The wounded Colin Horne had surgery and saw Murphy Schmidt, then Gilshennan & Luton who became the defendants in the action because Colin’s personal injury claim against the airport owners was not started in court.
It ended in the District Court in December with a $60,000 verdict* for Horne but accompanied by the bitter taste of an order that he pay Gilshennan & Luton’s legal costs. Conducting a trial within a trial, the court had to calculate what another court would hypothetically have concluded in a claim against the airport company (BAC).
The hole in the kerb was concealed by leaves and by shadow. The feeder rank was for its commercial benefit as well as taxi drivers who used it. BAC ought to have foreseen the risk of injury and the consequences of which was “of considerable magnitude” even though the risk itself was slight.
The case, decided the judge, was not hopeless and would have had some prospects of success against BAC.
There was not a great difference between the opinion of his treating orthopaedic surgeon, Dr Robinson who assessed his ongoing impairment as a result of the shoulder injury at about 6% and that of Dr Stedman. Horne had many prior ailments – including prior injuries to both shoulders, syndromes and psychological upsets. But the judge thought, preferring Dr Robinson’s evidence -he is an upper limb specialist – to that of Dr Stedman that the prior pathology had not made a disability to his right shoulder inevitable regardless of the taxi rank fall.
Age 67 at the time of hearing, three years future loss of income (until age 70) was allowed, discounted for contingencies by 40%. Past losses were discounted 30%. Total potential damages were assessed at $180,000. So what was the plaintiff entitled to as damages for his loss of a chance of receiving $180,000 in a trial against BAC?

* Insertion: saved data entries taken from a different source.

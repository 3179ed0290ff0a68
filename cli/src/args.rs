//! Command-line arguments and their mapping onto `AgentConfig`.

use std::path::PathBuf;

use clap::Parser;
use debuglet_core::config::{
    AgentConfig, Credentials, DebuggeeConfig, EngineFeatures, Platform, RetryConfig, Target,
};
use debuglet_core::error::{DebugletError, Result};

/// Debuglet - cloud debugger agent.
///
/// Flags override values loaded from `--config`.
#[derive(Parser, Debug)]
#[command(name = "debuglet", version, about)]
pub struct Cli {
    /// JSON configuration file
    #[arg(long, env = "DEBUGLET_CONFIG")]
    pub config: Option<PathBuf>,

    /// Path to the native debugger engine (searched next to this binary and on PATH when absent)
    #[arg(long, env = "DEBUGLET_ENGINE_PATH")]
    pub engine_path: Option<PathBuf>,

    /// Command line that starts the application under the debugger
    #[arg(long, conflicts_with = "application_id")]
    pub application_start_command: Option<String>,

    /// Attach to an already running process
    #[arg(long)]
    pub application_id: Option<u32>,

    /// Evaluate property getters when capturing variables
    #[arg(long)]
    pub property_evaluation: bool,

    /// Evaluate breakpoint conditions in the engine
    #[arg(long)]
    pub condition_evaluation: bool,

    /// Cloud project id (fetched from the metadata server when absent)
    #[arg(long, env = "GOOGLE_CLOUD_PROJECT")]
    pub project_id: Option<String>,

    /// Application module (service) name
    #[arg(long, env = "DEBUGLET_MODULE")]
    pub module: Option<String>,

    /// Application version
    #[arg(long = "app-version", env = "DEBUGLET_VERSION")]
    pub app_version: Option<String>,

    /// Minor version distinguishing instances of one version
    #[arg(long)]
    pub minor_version: Option<String>,

    /// Human readable debuggee description
    #[arg(long)]
    pub description: Option<String>,

    /// Extra debuggee label (KEY=VALUE), can be repeated
    #[arg(long = "label", value_parser = parse_label)]
    pub labels: Vec<(String, String)>,

    /// source-context.json describing the deployed revision
    #[arg(long)]
    pub source_context: Option<PathBuf>,

    /// Hosting platform (detected from the environment when absent)
    #[arg(long)]
    pub platform: Option<Platform>,

    /// Control-plane endpoint URL
    #[arg(long)]
    pub service_endpoint: Option<String>,

    /// Fixed OAuth2 access token instead of the metadata server
    #[arg(long, env = "DEBUGLET_ACCESS_TOKEN", conflicts_with = "no_auth")]
    pub access_token: Option<String>,

    /// Send RPCs without credentials (emulators)
    #[arg(long)]
    pub no_auth: bool,

    /// Lower bound for retry backoff, both directions
    #[arg(long)]
    pub retry_min_interval_ms: Option<u64>,

    /// Upper bound for retry backoff, both directions
    #[arg(long)]
    pub retry_max_interval_ms: Option<u64>,

    /// Directory for the engine IPC sockets
    #[arg(long)]
    pub channel_dir: Option<PathBuf>,

    /// Grace period between SIGTERM and SIGKILL for the engine
    #[arg(long)]
    pub engine_shutdown_timeout_ms: Option<u64>,

    /// Grace period for the agent loops to finish on shutdown
    #[arg(long)]
    pub task_shutdown_timeout_ms: Option<u64>,

    /// Emit logs as JSON lines
    #[arg(long)]
    pub log_json: bool,
}

impl Cli {
    /// Build the agent configuration: file values first, then flags.
    ///
    /// The platform is not resolved here; see [`crate::platform::detect`].
    pub fn into_config(self) -> Result<AgentConfig> {
        let mut config = match &self.config {
            Some(path) => AgentConfig::from_file(path)?,
            None => AgentConfig::default(),
        };

        if let Some(path) = self.engine_path {
            config.engine_path = path;
        }
        if let Some(command) = self.application_start_command {
            config.target = Target::StartCommand(command);
        }
        if let Some(pid) = self.application_id {
            config.target = Target::AttachPid(pid);
        }
        config.features = EngineFeatures {
            property_evaluation: config.features.property_evaluation || self.property_evaluation,
            condition_evaluation: config.features.condition_evaluation
                || self.condition_evaluation,
        };

        if self.project_id.is_some() {
            config.debuggee.project_id = self.project_id;
        }
        if let Some(module) = self.module {
            config.debuggee.module = module;
        }
        if let Some(version) = self.app_version {
            config.debuggee.version = version;
        }
        if self.minor_version.is_some() {
            config.debuggee.minor_version = self.minor_version;
        }
        if self.description.is_some() {
            config.debuggee.description = self.description;
        }
        config.debuggee.labels.extend(self.labels);
        if let Some(path) = &self.source_context {
            config.debuggee.source_contexts = DebuggeeConfig::load_source_contexts(path)?;
        }

        if let Some(platform) = self.platform {
            config.platform = platform;
        }
        if let Some(endpoint) = self.service_endpoint {
            config.service_endpoint = endpoint;
        }
        if let Some(token) = self.access_token {
            config.credentials = Credentials::Token(token);
        } else if self.no_auth {
            config.credentials = Credentials::None;
        }

        apply_retry(&mut config.poll_retry, self.retry_min_interval_ms, self.retry_max_interval_ms);
        apply_retry(&mut config.report_retry, self.retry_min_interval_ms, self.retry_max_interval_ms);

        if self.channel_dir.is_some() {
            config.channel_dir = self.channel_dir;
        }
        if let Some(ms) = self.engine_shutdown_timeout_ms {
            config.engine_shutdown_timeout_ms = ms;
        }
        if let Some(ms) = self.task_shutdown_timeout_ms {
            config.task_shutdown_timeout_ms = ms;
        }

        Ok(config)
    }
}

fn apply_retry(retry: &mut RetryConfig, min_ms: Option<u64>, max_ms: Option<u64>) {
    if let Some(ms) = min_ms {
        retry.min_interval_ms = ms;
    }
    if let Some(ms) = max_ms {
        retry.max_interval_ms = ms;
    }
}

fn parse_label(s: &str) -> std::result::Result<(String, String), String> {
    let (key, value) = s
        .split_once('=')
        .ok_or_else(|| format!("invalid label '{}': expected KEY=VALUE", s))?;
    if key.is_empty() {
        return Err(format!("invalid label '{}': empty key", s));
    }
    Ok((key.to_string(), value.to_string()))
}

/// Format an error for the terminal, with the engine hint when there is one.
pub fn describe(error: &DebugletError) -> String {
    match error {
        DebugletError::EngineError {
            message,
            hint: Some(hint),
        } => format!("{}\n  hint: {}", message, hint),
        other => other.to_string(),
    }
}
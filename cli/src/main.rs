//! Debuglet CLI entry point.

use std::sync::Arc;

use anyhow::Context;
use clap::Parser;
use debuglet_core::{DebugletError, Platform};
use debuglet_runtime::{Agent, CredentialSource, EngineController, GrpcController, MetadataServer};
use tokio::signal::unix::{signal, SignalKind};
use tokio_util::sync::CancellationToken;
use tracing_subscriber::EnvFilter;

use debuglet_cli::args::{describe, Cli};
use debuglet_cli::platform;

#[tokio::main]
async fn main() {
    let cli = Cli::parse();
    init_tracing(cli.log_json);

    if let Err(e) = run(cli).await {
        match e.downcast_ref::<DebugletError>() {
            Some(err @ DebugletError::EngineError { .. }) => eprintln!("Error: {}", describe(err)),
            _ => eprintln!("Error: {e:#}"),
        }
        std::process::exit(1);
    }
}

fn init_tracing(json: bool) {
    let filter = EnvFilter::try_from_default_env().unwrap_or_else(|_| EnvFilter::new("info"));
    let builder = tracing_subscriber::fmt()
        .with_env_filter(filter)
        .with_target(false);
    if json {
        builder.json().init();
    } else {
        builder.init();
    }
}

async fn run(cli: Cli) -> anyhow::Result<()> {
    let mut config = cli.into_config()?;

    if config.platform == Platform::Unknown {
        config.platform = platform::detect();
    }
    if config.engine_path.as_os_str().is_empty() {
        config.engine_path = EngineController::find_engine()?;
    }
    if config.debuggee.project_id.is_none() {
        let project_id = MetadataServer::from_env()?
            .project_id()
            .await
            .context("No --project-id given and the metadata server did not provide one")?;
        config.debuggee.project_id = Some(project_id);
    }

    tracing::info!(
        version = debuglet_runtime::VERSION,
        platform = %config.platform,
        module = %config.debuggee.module,
        endpoint = %config.service_endpoint,
        "Starting debuglet"
    );

    let engine = EngineController::new(config.engine_path.clone())?;
    let credentials = CredentialSource::from_config(&config.credentials)?;
    let controller = GrpcController::connect_lazy(&config.service_endpoint, credentials)?;
    let agent = Agent::new(config, Arc::new(controller), Arc::new(engine))?;

    spawn_shutdown_listener(agent.cancellation_token())?;
    agent.run().await?;
    Ok(())
}

/// Cancel the agent on Ctrl-C or SIGTERM.
fn spawn_shutdown_listener(cancel: CancellationToken) -> std::io::Result<()> {
    let mut terminate = signal(SignalKind::terminate())?;
    tokio::spawn(async move {
        tokio::select! {
            _ = tokio::signal::ctrl_c() => tracing::info!("Received Ctrl-C, shutting down"),
            _ = terminate.recv() => tracing::info!("Received SIGTERM, shutting down"),
        }
        cancel.cancel();
    });
    Ok(())
}
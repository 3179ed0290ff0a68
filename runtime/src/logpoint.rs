//! Log-point output.
//!
//! A log point fires like a breakpoint but, instead of being finalized, has
//! its message template rendered and written to a log. The breakpoint stays
//! active on the engine side.

use debuglet_core::error::Result;
use debuglet_core::wire::{Breakpoint, LogLevel, Variable};

/// Destination for rendered log-point messages.
pub trait LogPointSink: Send + Sync {
    fn write(&self, breakpoint: &Breakpoint) -> Result<()>;
}

/// Writes log-point messages through `tracing` at the breakpoint's level.
#[derive(Debug, Default, Clone, Copy)]
pub struct TracingLogPointSink;

impl LogPointSink for TracingLogPointSink {
    fn write(&self, breakpoint: &Breakpoint) -> Result<()> {
        let message = render(breakpoint);
        let location = breakpoint
            .location
            .as_ref()
            .map(|l| format!("{}:{}", l.path, l.line))
            .unwrap_or_default();

        match breakpoint.log_level() {
            LogLevel::Info => {
                tracing::info!(target: "logpoint", breakpoint_id = %breakpoint.id, %location, "{}", message)
            }
            LogLevel::Warning => {
                tracing::warn!(target: "logpoint", breakpoint_id = %breakpoint.id, %location, "{}", message)
            }
            LogLevel::Error => {
                tracing::error!(target: "logpoint", breakpoint_id = %breakpoint.id, %location, "{}", message)
            }
        }
        Ok(())
    }
}

/// Render a hit log point's message.
///
/// An engine-side error replaces the message with the error text.
pub fn render(breakpoint: &Breakpoint) -> String {
    if let Some(status) = breakpoint.status.as_ref().filter(|s| s.is_error) {
        return format!("LOGPOINT: Error evaluating log point: {}", status.message);
    }
    let values: Vec<String> = breakpoint
        .evaluated_expressions
        .iter()
        .map(display_value)
        .collect();
    format!("LOGPOINT: {}", format_message(&breakpoint.log_message_format, &values))
}

/// Substitute `$0`..`$9` with `values` and `$$` with a literal `$`.
///
/// A placeholder without a matching value is kept verbatim.
pub fn format_message(template: &str, values: &[String]) -> String {
    let mut out = String::with_capacity(template.len());
    let mut chars = template.chars().peekable();

    while let Some(c) = chars.next() {
        if c != '$' {
            out.push(c);
            continue;
        }
        match chars.peek().copied() {
            Some('$') => {
                chars.next();
                out.push('$');
            }
            Some(d) if d.is_ascii_digit() => {
                chars.next();
                let index = (d as u8 - b'0') as usize;
                match values.get(index) {
                    Some(value) => out.push_str(value),
                    None => {
                        out.push('$');
                        out.push(d);
                    }
                }
            }
            _ => out.push('$'),
        }
    }
    out
}

fn display_value(variable: &Variable) -> String {
    match &variable.status {
        Some(status) if status.is_error => format!("<{}>", status.message),
        _ => variable.value.clone(),
    }
}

The defendant solicitors argued “not only that the plaintiff had no prospects of success against BAC at trial but also that there was no prospect of a settlement, given the robust denial of liability and BAC’s unyielding attitude”. His Honour reviewed the relevant cases where an action was lost because of the solicitor’s negligence, and concluded that the “prospects rarely exceed a two-thirds chance”.
In this case, the taxi drivers prospects against BAC, according to his honour, were no better than one third. The judgment was for a third of the $180,000 assessed, namely $60,000.
The solicitors’ negligence claim was started in 2007. It appears that they made an offer to settle as early as December 2008. The offer must have been at least to pay the judgment sum, as Horne was ordered to pay their legal costs from then through the four-day trial to judgment.